El cambio climático ya no es una amenaza futura para el sector vitivinícola, sino una realidad que está modificando el comportamiento de la vid y obligando a las bodegas a adaptar sus procesos de elaboración. Con este objetivo, la empresa especializada en productos enológicos Laffort ha celebrado una nueva edición de su programa formativo 'Cata y Ciencia' junto a los profesionales de la Asociación Enológica de la Ribera del Duero (Enoduero).
La jornada, desarrollada con un marcado carácter práctico, sirvió para analizar algunas de las principales consecuencias que el aumento de las temperaturas está teniendo en el viñedo y para presentar herramientas que permitan a los enólogos responder a estos cambios.
El director técnico de Laffort España, Víctor Puente, explicó que fenómenos como el incremento del pH de los mostos, el estrés térmico de las plantas o las alteraciones en los procesos de maduración de la uva están obligando a replantear estrategias tradicionales de trabajo. "Estamos viendo cómo sube el pH, cómo aumenta el estrés térmico y cómo se producen alteraciones en la maduración de la uva", señaló durante la jornada.

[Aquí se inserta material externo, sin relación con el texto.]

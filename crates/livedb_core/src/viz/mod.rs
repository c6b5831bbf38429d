//! # Dependency Graph Vizualisation
//! Renders a [`DependencyGraph`] as a graphviz dot graph, for debugging
//! compiled queries.
//!
//! ```ignore
//! let graph = DependencyGraph::build(&plan, query)?;
//! let dot = viz::render_string(&plan, &graph, &DisplayConfig::default())?;
//! ```
//! Edges are drawn from inputs to their dependents, so data flows down the
//! page to the root selection.

use crate::{
    graph::{DependencyGraph, DependencyNode, NodeKey},
    plan::{self, Expression, Plan, Selection},
};
use itertools::Itertools;
use serde::{Deserialize, Serialize};
use std::{borrow::Cow, io::Write};

#[derive(Clone, Debug, Serialize, Deserialize)]
#[serde(default)]
pub struct DisplayConfig {
    /// Draw literal nodes (these are often numerous and uninteresting).
    pub show_literals: bool,
    /// Annotate collection nodes with their conditions.
    pub show_conditions: bool,
    /// Suffix labels with arena indexes.
    pub show_ir_ids: bool,
}

impl Default for DisplayConfig {
    fn default() -> Self {
        Self {
            show_literals: true,
            show_conditions: true,
            show_ir_ids: false,
        }
    }
}

type Edge = (NodeKey, NodeKey);

pub fn render<W: Write>(lp: &Plan, graph: &DependencyGraph, config: &DisplayConfig, out: &mut W) -> std::io::Result<()> {
    dot::render(
        &plan::With {
            plan: lp,
            extended: (graph, config),
        },
        out,
    )
}

pub fn render_string(lp: &Plan, graph: &DependencyGraph, config: &DisplayConfig) -> std::io::Result<String> {
    let mut buf = Vec::new();
    render(lp, graph, config, &mut buf)?;
    String::from_utf8(buf).map_err(|e| std::io::Error::new(std::io::ErrorKind::InvalidData, e))
}

impl With<'_> {
    fn shown(&self, key: NodeKey) -> bool {
        let (graph, config) = self.extended;
        config.show_literals
            || !matches!(
                &graph.get(key).node,
                DependencyNode::Expression { expr } if matches!(self.plan.get_expr(*expr), Expression::Literal(_))
            )
    }

    fn label(&self, key: NodeKey) -> String {
        let (graph, config) = self.extended;
        let lp = self.plan;
        let mut label = match &graph.get(key).node {
            DependencyNode::Collection {
                source,
                collection,
                conditions,
            } => {
                let mut l = format!(
                    "{} as {}",
                    lp.get_collection(*collection).name,
                    lp.get_source(*source).alias
                );
                if config.show_conditions && !conditions.is_empty() {
                    l.push_str(&format!(
                        "\n[{}]",
                        conditions.iter().map(|c| lp.describe_expr(*c)).join(" && ")
                    ));
                }
                l
            }
            DependencyNode::Expression { expr } => match lp.get_expr(*expr) {
                Expression::Call { func, .. } => func.to_string(),
                Expression::Subquery(_) => "subquery".to_owned(),
                _ => lp.describe_expr(*expr),
            },
            DependencyNode::Aggregate { agg, .. } => lp.describe_expr(*agg),
            DependencyNode::Selection { body } => {
                let b = lp.get_body(*body);
                let fields = match &b.selection {
                    Some(Selection::Fields(fields)) => fields
                        .iter()
                        .map(|f| match f {
                            plan::SelectField::Named { name, .. } => name.clone(),
                            plan::SelectField::Spread(e) => format!("..{}", lp.describe_expr(*e)),
                        })
                        .join(", "),
                    Some(Selection::Value(e)) => lp.describe_expr(*e),
                    None => String::new(),
                };
                let mut l = format!("select {{{fields}}}");
                if b.group_by.is_some() {
                    l.push_str(" grouped");
                }
                if b.is_windowed() {
                    l.push_str(" windowed");
                }
                l
            }
        };
        if config.show_ir_ids {
            label.push_str(&format!(" #{}", key.arr_idx()));
        }
        label
    }
}

type With<'a> = plan::With<'a, (&'a DependencyGraph, &'a DisplayConfig)>;

impl<'a> dot::Labeller<'a, NodeKey, Edge> for With<'a> {
    fn graph_id(&'a self) -> dot::Id<'a> {
        dot::Id::new("livedb_query").unwrap()
    }

    fn node_id(&'a self, n: &NodeKey) -> dot::Id<'a> {
        dot::Id::new(format!("node{}", n.arr_idx())).unwrap()
    }

    fn node_shape(&'a self, n: &NodeKey) -> Option<dot::LabelText<'a>> {
        let shape = match &self.extended.0.get(*n).node {
            DependencyNode::Collection { .. } => "cylinder",
            DependencyNode::Expression { .. } => "box",
            DependencyNode::Aggregate { .. } => "hexagon",
            DependencyNode::Selection { .. } => "doubleoctagon",
        };
        Some(dot::LabelText::label(shape))
    }

    fn node_label(&'a self, n: &NodeKey) -> dot::LabelText<'a> {
        dot::LabelText::label(self.label(*n))
    }

    fn node_color(&'a self, n: &NodeKey) -> Option<dot::LabelText<'a>> {
        match &self.extended.0.get(*n).node {
            DependencyNode::Collection { .. } => Some(dot::LabelText::label("blue")),
            DependencyNode::Aggregate { .. } => Some(dot::LabelText::label("red")),
            DependencyNode::Selection { .. } => Some(dot::LabelText::label("darkgreen")),
            DependencyNode::Expression { .. } => None,
        }
    }

    fn edge_label(&'a self, _e: &Edge) -> dot::LabelText<'a> {
        dot::LabelText::label("")
    }
}

impl<'a> dot::GraphWalk<'a, NodeKey, Edge> for With<'a> {
    fn nodes(&'a self) -> dot::Nodes<'a, NodeKey> {
        Cow::Owned(
            self.extended
                .0
                .topological_order()
                .iter()
                .copied()
                .filter(|k| self.shown(*k))
                .collect(),
        )
    }

    fn edges(&'a self) -> dot::Edges<'a, Edge> {
        let graph = self.extended.0;
        Cow::Owned(
            graph
                .topological_order()
                .iter()
                .filter(|k| self.shown(**k))
                .flat_map(move |k| {
                    graph
                        .get(*k)
                        .depends_on
                        .iter()
                        .filter(move |d| self.shown(**d))
                        .map(move |d| (*d, *k))
                })
                .unique_by(|(a, b)| (a.arr_idx(), b.arr_idx()))
                .collect(),
        )
    }

    fn source(&'a self, edge: &Edge) -> NodeKey {
        edge.0
    }

    fn target(&'a self, edge: &Edge) -> NodeKey {
        edge.1
    }
}

#[cfg(test)]
mod tests {
    use super::*;
    use crate::fields;
    use livedb_store::MemCollection;

    #[test]
    fn renders_every_node() {
        let mut lp = Plan::new();
        let people = lp.collection(MemCollection::new("Person"));
        let query = lp
            .query(|q| {
                let p = q.from(people);
                let n = q.count_all();
                q.select(fields! { name: p.get("name"), n: n })
                    .group_by([p.get("name")]);
            })
            .unwrap();
        let graph = DependencyGraph::build(&lp, query).unwrap();
        let config = DisplayConfig {
            show_ir_ids: true,
            ..DisplayConfig::default()
        };
        let out = render_string(&lp, &graph, &config).unwrap();
        assert!(out.starts_with("digraph livedb_query"));
        assert!(out.contains("Person as source"));
        assert!(out.contains("count()"));
        assert!(out.contains("select {name, n} grouped"));
    }
}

Entre las recomendaciones planteadas por el especialista destaca la reducción del uso de sulfuroso en la recepción de la uva. En su lugar, Laffort apuesta por técnicas de bioprotección mediante levaduras no Saccharomyces, capaces de proteger la materia prima y controlar microorganismos no deseados sin recurrir de forma tan intensiva a este conservante.
Otra de las cuestiones abordadas fue la gestión de la acidez. El aumento de temperaturas está provocando mostos con pH más elevados, una situación que puede afectar a la estabilidad y calidad de los vinos. Para hacer frente a este fenómeno, Puente defendió la utilización de levaduras seleccionadas capaces de producir ácido málico durante la fermentación. "Permiten reducir la necesidad de acidificar con ácido tartárico y conseguir un equilibrio más estable", explicó.
Precisamente la acidificación fue otro de los asuntos analizados durante la sesión. Aunque el empleo de ácido tartárico continúa siendo una herramienta habitual en las bodegas, los expertos consideran que las soluciones biológicas pueden complementar o incluso sustituir parcialmente estos tratamientos para lograr vinos más equilibrados.
El estrés térmico en el viñedo fue otro de los grandes protagonistas de la jornada. Las altas temperaturas afectan al funcionamiento fisiológico de la planta, alterando procesos como la evapotranspiración y modificando la composición de la uva. Según explicó Puente, estas circunstancias pueden generar cambios en parámetros como la concentración de calcio, con repercusiones posteriores en la elaboración del vino.
La quinta recomendación se centró en el control del grado alcohólico. Mediante la selección adecuada de determinadas cepas de levaduras, tanto Saccharomyces como no Saccharomyces, es posible modular el metabolismo de los azúcares durante la fermentación y conseguir reducciones parciales del contenido alcohólico final, una cuestión cada vez más relevante en regiones donde la maduración de la uva se adelanta por efecto del calor.
La jornada reunió a profesionales de Enoduero, una asociación que supera los 120 socios y que agrupa a técnicos y enólogos vinculados a la Denominación de Origen Ribera del Duero. Su presidente, Antonio de la Fuente, destacó la importancia de este tipo de encuentros para mantener actualizados a los profesionales del sector. "La formación es fundamental para seguir creciendo como una de las denominaciones de origen más prometedoras del mundo", afirmó, subrayando la necesidad de incorporar conocimiento e innovación para afrontar los desafíos que plantea el cambio climático.